Snapchat would like to transcribe your audio

How Snapchat can transcribe for you when you are creating Lenses in the Lens Studio, what the VoiceML Module is, and how keyword detection works.


When it launched, Snapchat became one of the most popular social media apps for its interesting features that allowed users to play around with different effects, filters and voice alterations that accompanied some of the lenses you could use to take and send Snaps.

The Lens features allow for a number of ways to use audio, and transcription happens to be one of them. Transcription is a part of the speech recognition component of using Snapchat Lenses and also works in Lens Studio. So, what does “Snapchat would like to transcribe your audio” mean?

Snapchat audio transcription

Part of Snapchat’s speech recognition component for both the Lens Studio and Snapchat, audio can be transcribed using the VoiceML Module feature.

VoiceML allows you to integrate and incorporate transcription, keyword detection, and voice navigation command detection into lenses as a function of a lens effect.

The feature can also form part of the lens and effects creation process. There are certain settings for the transcription process and users will need to take note of the language limitations when it comes to transcription.

Snapchat would like to transcribe your audio

Transcription is basically when speech is transcribed and converted into a transcript. On Snapchat, this can be done in real-time (pre-capture) or during the recording process.

Currently, transcription is available only for the English language. With VoiceML, Snapchat and Lens Studio can distinguish speech, transcribe it to text, and get a transcription.

VoiceML can transcribe Standard English words, but its limitations will include new words and names for things as well as some slang words.

Speech contexts can also be added to the transcription and enhance some of the words for certain transcription situations.

You may need to use this when transcribing words that are particularly rarer and not easily picked up by VoiceML – the higher the boost value, the easier it will be for a word to appear in the transcription. Recommended boost values range from five to 10.

Basic settings for transcription on Lens Studio

Since transcription is done in the Lens Studio, Lens Studio will be used in the form of coding. Certain settings need to be enabled to transcribe. To enable transcription, the general option for transcription is:options.shouldReturnAsrTranscription = true;.

At this point, Snapchat can get live but less accurate transcription before getting the final transcription.

To enable this setting: options.shouldReturnInterimAsrTranscription = true; Snapchat will then be able to get the transcription result in the ‘onUpdateListeningEventHandler.’

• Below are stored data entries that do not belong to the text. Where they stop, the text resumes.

//! ACME certificate issuance over HTTP-01.
//!
//! The account key is persisted in the cache directory alongside one
//! PEM pair per host and an issuance-timestamp sidecar that drives
//! renewal (ACME certificates run 90 days; re-issue after 60). Challenge
//! tokens are handed to the plaintext listener through the shared
//! [`ChallengeStore`]; issuance is gated by the [`HostPolicy`].

use std::path::{Path, PathBuf};
use std::sync::Arc;
use std::time::{Duration, SystemTime, UNIX_EPOCH};

use instant_acme::{
    Account, AccountCredentials, AuthorizationStatus, ChallengeType, Identifier, LetsEncrypt,
    NewAccount, NewOrder, OrderStatus,
};
use rcgen::{CertificateParams, DistinguishedName, KeyPair};
use serde::{Deserialize, Serialize};
use tokio::sync::watch;
use tracing::{info, warn};

use crate::error::{CertError, CertResult};
use crate::policy::HostPolicy;
use crate::store::{CertKeyPem, CertStore, ChallengeStore};

/// Re-issue once a certificate is older than this.
pub const RENEW_AFTER: Duration = Duration::from_secs(60 * 24 * 60 * 60);

const ORDER_POLL_TRIES: u32 = 10;

/// Issuance timestamp recorded next to each cached certificate.
#[derive(Debug, Serialize, Deserialize)]
struct CertMeta {
    issued_at: u64,
}

/// Read the cached pair for a host, if both files exist.
pub fn cached_pair(cache_dir: &Path, host: &str) -> Option<CertKeyPem> {
    let cert_pem = std::fs::read_to_string(cache_dir.join(format!("{host}.crt"))).ok()?;
    let key_pem = std::fs::read_to_string(cache_dir.join(format!("{host}.key"))).ok()?;
    Some(CertKeyPem { cert_pem, key_pem })
}

/// Persist an issued pair and stamp its issuance time.
pub fn store_pair(cache_dir: &Path, host: &str, pair: &CertKeyPem) -> CertResult<()> {
    std::fs::create_dir_all(cache_dir)?;
    std::fs::write(cache_dir.join(format!("{host}.crt")), &pair.cert_pem)?;
    std::fs::write(cache_dir.join(format!("{host}.key")), &pair.key_pem)?;
    let meta = CertMeta {
        issued_at: unix_now(),
    };
    std::fs::write(
        cache_dir.join(format!("{host}.meta.json")),
        serde_json::to_string(&meta)?,
    )?;
    Ok(())
}

/// Whether the cached certificate for a host is due for re-issuance.
///
/// A missing or unreadable sidecar counts as due.
pub fn renewal_due(cache_dir: &Path, host: &str) -> bool {
    let path = cache_dir.join(format!("{host}.meta.json"));
    let Ok(content) = std::fs::read_to_string(&path) else {
        return true;
    };
    let Ok(meta) = serde_json::from_str::<CertMeta>(&content) else {
        return true;
    };
    unix_now().saturating_sub(meta.issued_at) > RENEW_AFTER.as_secs()
}

fn unix_now() -> u64 {
    SystemTime::now()
        .duration_since(UNIX_EPOCH)
        .unwrap_or_default()
        .as_secs()
}

/// Issues and renews per-host certificates against an ACME directory.
pub struct AcmeManager {
    account: Account,
    cache_dir: PathBuf,
    policy: HostPolicy,
    challenges: ChallengeStore,
    store: CertStore,
}

impl AcmeManager {
    /// Open or create the ACME account persisted in `cache_dir`.
    pub async fn new(
        contact_email: &str,
        directory_url: Option<&str>,
        cache_dir: PathBuf,
        policy: HostPolicy,
        challenges: ChallengeStore,
        store: CertStore,
    ) -> CertResult<Self> {
        std::fs::create_dir_all(&cache_dir)?;
        let credentials_path = cache_dir.join("account.json");

        let account = if credentials_path.exists() {
            let content = std::fs::read_to_string(&credentials_path)?;
            let credentials: AccountCredentials = serde_json::from_str(&content)?;
            Account::from_credentials(credentials).await?
        } else {
            let directory = directory_url
                .map(str::to_owned)
                .unwrap_or_else(|| LetsEncrypt::Production.url().to_owned());
            let contact = format!("mailto:{contact_email}");
            let (account, credentials) = Account::create(
                &NewAccount {
                    contact: &[contact.as_str()],
                    terms_of_service_agreed: true,
                    only_return_existing: false,
                },
                &directory,
                None,
            )
            .await?;
            std::fs::write(&credentials_path, serde_json::to_string_pretty(&credentials)?)?;
            info!(%directory, "created ACME account");
            account
        };

        Ok(Self {
            account,
            cache_dir,
            policy,
            challenges,
            store,
        })
    }

    /// Load every cached certificate into the store. Returns the count.
    pub fn load_cached(&self) -> u32 {
        let mut loaded = 0;
        for host in self.policy.hosts() {
            let Some(pair) = cached_pair(&self.cache_dir, &host) else {
                continue;
            };
            match pair.to_certified_key() {
                Ok(key) => {
                    self.store.insert(&host, key);
                    loaded += 1;
                }
                Err(e) => warn!(%host, error = %e, "cached certificate unreadable, will re-issue"),
            }
        }
        loaded
    }

    /// Issue or re-issue certificates for every allowed host that needs
    /// one. Per-host failures are logged and do not stop the sweep.
    pub async fn ensure_all(&self) -> u32 {
        let mut issued = 0;
        for host in self.policy.hosts() {
            let cached = self.store.get(&host).is_some();
            if cached && !renewal_due(&self.cache_dir, &host) {
                continue;
            }
            match self.issue(&host).await {
                Ok(()) => issued += 1,
                Err(e) => warn!(%host, error = %e, "certificate issuance failed"),
            }
        }
        issued
    }

    /// Order one certificate over HTTP-01.
    pub async fn issue(&self, host: &str) -> CertResult<()> {
        self.policy.check(host)?;
        info!(%host, "ordering certificate");

        let identifier = Identifier::Dns(host.to_string());
        let mut order = self
            .account
            .new_order(&NewOrder {
                identifiers: &[identifier],
            })
            .await?;

        let authorizations = order.authorizations().await?;
        let mut tokens = Vec::new();
        for authz in &authorizations {
            match authz.status {
                AuthorizationStatus::Pending => {}
                AuthorizationStatus::Valid => continue,
                status => {
                    return Err(CertError::OrderFailed {
                        host: host.to_string(),
                        detail: format!("authorization in unexpected state {status:?}"),
                    });
                }
            }

            let challenge = authz
                .challenges
                .iter()
                .find(|c| c.r#type == ChallengeType::Http01)
                .ok_or_else(|| CertError::OrderFailed {
                    host: host.to_string(),
                    detail: "no HTTP-01 challenge offered".to_string(),
                })?;

            let key_auth = order.key_authorization(challenge);
            self.challenges.insert(&challenge.token, key_auth.as_str());
            tokens.push(challenge.token.clone());
            order.set_challenge_ready(&challenge.url).await?;
        }

        let result = self.finalize_order(host, &mut order).await;
        for token in &tokens {
            self.challenges.remove(token);
        }
        result
    }

    async fn finalize_order(
        &self,
        host: &str,
        order: &mut instant_acme::Order,
    ) -> CertResult<()> {
        let mut delay = Duration::from_millis(500);
        let mut tries = 0;
        let status = loop {
            tokio::time::sleep(delay).await;
            let status = order.refresh().await?.status;
            match status {
                OrderStatus::Ready | OrderStatus::Valid | OrderStatus::Invalid => break status,
                _ => {
                    tries += 1;
                    if tries > ORDER_POLL_TRIES {
                        return Err(CertError::OrderFailed {
                            host: host.to_string(),
                            detail: "order never became ready".to_string(),
                        });
                    }
                    delay = (delay * 2).min(Duration::from_secs(8));
                }
            }
        };
        if status == OrderStatus::Invalid {
            return Err(CertError::OrderFailed {
                host: host.to_string(),
                detail: "order was invalidated by the directory".to_string(),
            });
        }

        let mut params = CertificateParams::new(vec![host.to_string()])?;
        params.distinguished_name = DistinguishedName::new();
        let key_pair = KeyPair::generate()?;
        let csr = params.serialize_request(&key_pair)?;
        order.finalize(csr.der()).await?;

        let mut tries = 0;
        let cert_chain_pem = loop {
            match order.certificate().await? {
                Some(pem) => break pem,
                None => {
                    tries += 1;
                    if tries > ORDER_POLL_TRIES {
                        return Err(CertError::OrderFailed {
                            host: host.to_string(),
                            detail: "certificate never became available".to_string(),
                        });
                    }
                    tokio::time::sleep(Duration::from_secs(1)).await;
                }
            }
        };

        let pair = CertKeyPem {
            cert_pem: cert_chain_pem,
            key_pem: key_pair.serialize_pem(),
        };
        store_pair(&self.cache_dir, host, &pair)?;
        self.store.insert(host, pair.to_certified_key()?);
        info!(%host, "certificate issued and cached");
        Ok(())
    }

    /// Background renewal sweep. Runs until the shutdown signal.
    pub async fn run_renewal(
        self: Arc<Self>,
        interval: Duration,
        mut shutdown: watch::Receiver<bool>,
    ) {
        loop {
            tokio::select! {
                _ = tokio::time::sleep(interval) => {
                    let issued = self.ensure_all().await;
                    if issued > 0 {
                        info!(issued, "renewal sweep re-issued certificates");
                    }
                }
                _ = shutdown.changed() => {
                    info!("certificate renewal shutting down");
                    break;
                }
            }
        }
    }
}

You can then reset the preview, speak into the enabled microphone, and see the result in the Preview panel.

VoiceML Module

As previously mentioned, transcription is possible because of the VoiceML Module which is the main asset of VoiceML. You would need to add the VoiceML Module from the Resource Panel.

With the VoiceML Module, Snapchat’s Lens Studio will be able to configure all the settings for VoiceML. Below the Preview panel, you can click on the microphone which tests out your voice.

Look at the blue vertical volume meter in action to be sure that you are not muted. After testing the mic, you must then create an object in the scene.

Keyword detection

For every keyword, Snapchat comes up with a list of aliases. If the aliases are in the transcription results, then the keyword detection will be triggered.

For example, aliases for the keyword Yellow might include “orange,” “yellow,” “maize,” or “light yellow.” Should these aliases appear in the transcription results, the keyword “yellow” will be detected.

Aliases help Snapchat expand the subgroups of words that should return “yellow” if they are needed to serve a specific lens experience.

The Snap engine will attempt to moderate small transcription errors such as plurals instead of singular and similar-sounding words.

Final thoughts

Snapchat has many different features that have made it one of the most popular multimedia messaging apps today. The ability to use a variety of different lenses and filters to create and send Snaps to your friends is what people have enjoyed the most about Snapchat.

Now, with the ability for users to create their own lenses, the possibilities of fun have expanded. With the creation of your own lens, Snapchat offers the transcription tool, which recognises speech and transcribes it to text which can be applied to your lens. You will need to enable settings for transcription.